His bent hand was now fine. He raised it with a grin. With a start, Casey saw that his cheek scar was also gone.
And now, without transition, he had short hair.
Egads! What was happening?
She replayed what had just transpired in her mind — it hadn’t been like a morph in a movie. It was like a slap-cut, but one which reached back into the movie and somehow altered past frames as well. If you had been looking directly at Max when the change happened, you’d swear he’d simply short hair the whole time: you had been mistaken about the longer hair.
But no, she girded herself. He did not, not, not have short hair when he’d arrived. Right? Right-o. But part of her wasn’t sure now. But she was also positive at the same time.
She shook head and blinked her eyes.
Now Max was speaking brightly in an older language. Egyptian? It sounded like, “Ba kah.
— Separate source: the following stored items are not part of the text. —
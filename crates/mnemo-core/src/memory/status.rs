//! Per-group conversation cursor
//!
//! [`ConversationStatus`] is the state-machine cursor that partitions a
//! group's window log into history context and pending-new messages. All four
//! timestamps are non-decreasing across successful ingests of the same group.

use chrono::{DateTime, Duration, Utc};
use serde::{Deserialize, Serialize};

/// Per-group state machine cursor.
///
/// Entries with `create_time ∈ [old_msg_start_time, new_msg_start_time)` are
/// history context; entries in `[new_msg_start_time, now]` are pending-new.
#[derive(Debug, Clone, Serialize, Deserialize)]
pub struct ConversationStatus {
    /// Group the cursor belongs to (`""` for the default group)
    pub group_id: String,
    /// Lower bound of the history window (inclusive)
    pub old_msg_start_time: DateTime<Utc>,
    /// Split point between history and pending-new (exclusive upper for history)
    pub new_msg_start_time: DateTime<Utc>,
    /// Timestamp of the last extracted MemCell
    pub last_memcell_time: DateTime<Utc>,
    /// Last time the cursor moved
    pub updated_at: DateTime<Utc>,
}

impl ConversationStatus {
    /// Cursor for a group seen for the first time: both window bounds start
    /// at the first message's timestamp.
    pub fn new_conversation(group_id: impl Into<String>, first_message_time: DateTime<Utc>) -> Self {
        Self {
            group_id: group_id.into(),
            old_msg_start_time: first_message_time,
            new_msg_start_time: first_message_time,
            last_memcell_time: first_message_time,
            updated_at: Utc::now(),
        }
    }

    /// Rewind for an out-of-order arrival: pull `new_msg_start_time` back to
    /// the earliest unconsumed message and keep the history bound strictly
    /// below it.
    pub fn rewind_to(&mut self, earliest_new: DateTime<Utc>, now: DateTime<Utc>) -> bool {
        if earliest_new >= self.new_msg_start_time {
            return false;
        }
        self.new_msg_start_time = earliest_new;
        let boundary = earliest_new - Duration::milliseconds(1);
        if boundary < self.old_msg_start_time {
            self.old_msg_start_time = boundary;
        }
        self.updated_at = now;
        true
    }

    /// Advance after a no-boundary decision: the pending messages join the
    /// window but stay unconsumed.
    pub fn accumulate_to(&mut self, latest_new: DateTime<Utc>, now: DateTime<Utc>) {
        if latest_new > self.new_msg_start_time {
            self.new_msg_start_time = latest_new;
        }
        self.updated_at = now;
    }

    /// Advance after a successful extraction covering messages up to
    /// `last_covered`: both window bounds move past the covered range.
    pub fn advance_after_extraction(
        &mut self,
        last_covered: DateTime<Utc>,
        memcell_time: DateTime<Utc>,
        now: DateTime<Utc>,
    ) {
        let next = last_covered + Duration::milliseconds(1);
        if last_covered > self.old_msg_start_time {
            self.old_msg_start_time = last_covered;
        }
        if next > self.new_msg_start_time {
            self.new_msg_start_time = next;
        }
        if memcell_time > self.last_memcell_time {
            self.last_memcell_time = memcell_time;
        }
        self.updated_at = now;
    }
}

// ============================================================================
// TESTS
// ============================================================================
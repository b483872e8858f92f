//! Rank fusion
//!
//! Reciprocal Rank Fusion for combining keyword and vector result lists.
//! RRF normalizes across the incompatible score scales of BM25 and cosine
//! similarity and rewards records surfaced by both retrievers.

use std::collections::HashMap;

/// Default RRF dampening constant
pub const DEFAULT_RRF_K: f32 = 60.0;

/// Reciprocal Rank Fusion over two ranked id lists.
///
/// `score(d) = Σ 1 / (k + rank(d))` across the lists a record appears in.
/// Input lists must already be sorted best-first; returned pairs are sorted
/// by fused score descending.
pub fn reciprocal_rank_fusion(
    keyword_results: &[(String, f32)],
    vector_results: &[(String, f32)],
    k: f32,
) -> Vec<(String, f32)> {
    let mut scores: HashMap<String, f32> = HashMap::new();

    for (rank, (key, _)) in keyword_results.iter().enumerate() {
        *scores.entry(key.clone()).or_default() += 1.0 / (k + rank as f32);
    }
    for (rank, (key, _)) in vector_results.iter().enumerate() {
        *scores.entry(key.clone()).or_default() += 1.0 / (k + rank as f32);
    }

    let mut results: Vec<(String, f32)> = scores.into_iter().collect();
    results.sort_by(|a, b| b.1.partial_cmp(&a.1).unwrap_or(std::cmp::Ordering::Equal));
    results
}

// ============================================================================
// TESTS
// ============================================================================

#[cfg(test)]
mod tests {
    use super::*;

    #[test]
    fn test_rrf_rewards_overlap() {
        let keyword = vec![
            ("doc-1".to_string(), 9.0),
            ("doc-2".to_string(), 7.0),
            ("doc-3".to_string(), 5.0),
        ];
        let vector = vec![
            ("doc-2".to_string(), 0.95),
            ("doc-4".to_string(), 0.80),
        ];

        let fused = reciprocal_rank_fusion(&keyword, &vector, DEFAULT_RRF_K);
        // doc-2 appears in both lists and must rank first
        assert_eq!(fused[0].0, "doc-2");
        for pair in fused.windows(2) {
            assert!(pair[0].1 >= pair[1].1);
        }
    }

    #[test]
    fn test_rrf_with_one_empty_side() {
        let keyword: Vec<(String, f32)> = vec![];
        let vector = vec![("doc-1".to_string(), 0.9)];
        let fused = reciprocal_rank_fusion(&keyword, &vector, DEFAULT_RRF_K);
        assert_eq!(fused.len(), 1);
        assert_eq!(fused[0].0, "doc-1");
    }

    #[test]
    fn test_rrf_score_formula() {
        let keyword = vec![("doc-1".to_string(), 1.0)];
        let vector = vec![("doc-1".to_string(), 1.0)];
        let fused = reciprocal_rank_fusion(&keyword, &vector, 60.0);
        assert!((fused[0].1 - 2.0 / 60.0).abs() < 1e-6);
    }
}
Lemu tura nehili ptah vahk silim nekri mah …” He was greeting someone or a group of someones, phantoms all … He implored them to enter a home, have wine, a meal …
… As he stepped into his imaginary home, and before Casey realized where he was going, he walked into the pool. He vanished beneath the water with a splash, still talking and not bothering to swim.
He sank, oblivious to where he was. He fell to the bottom, gesturing and laughing out bubbles, his inner ghosts keeping him company even underwater.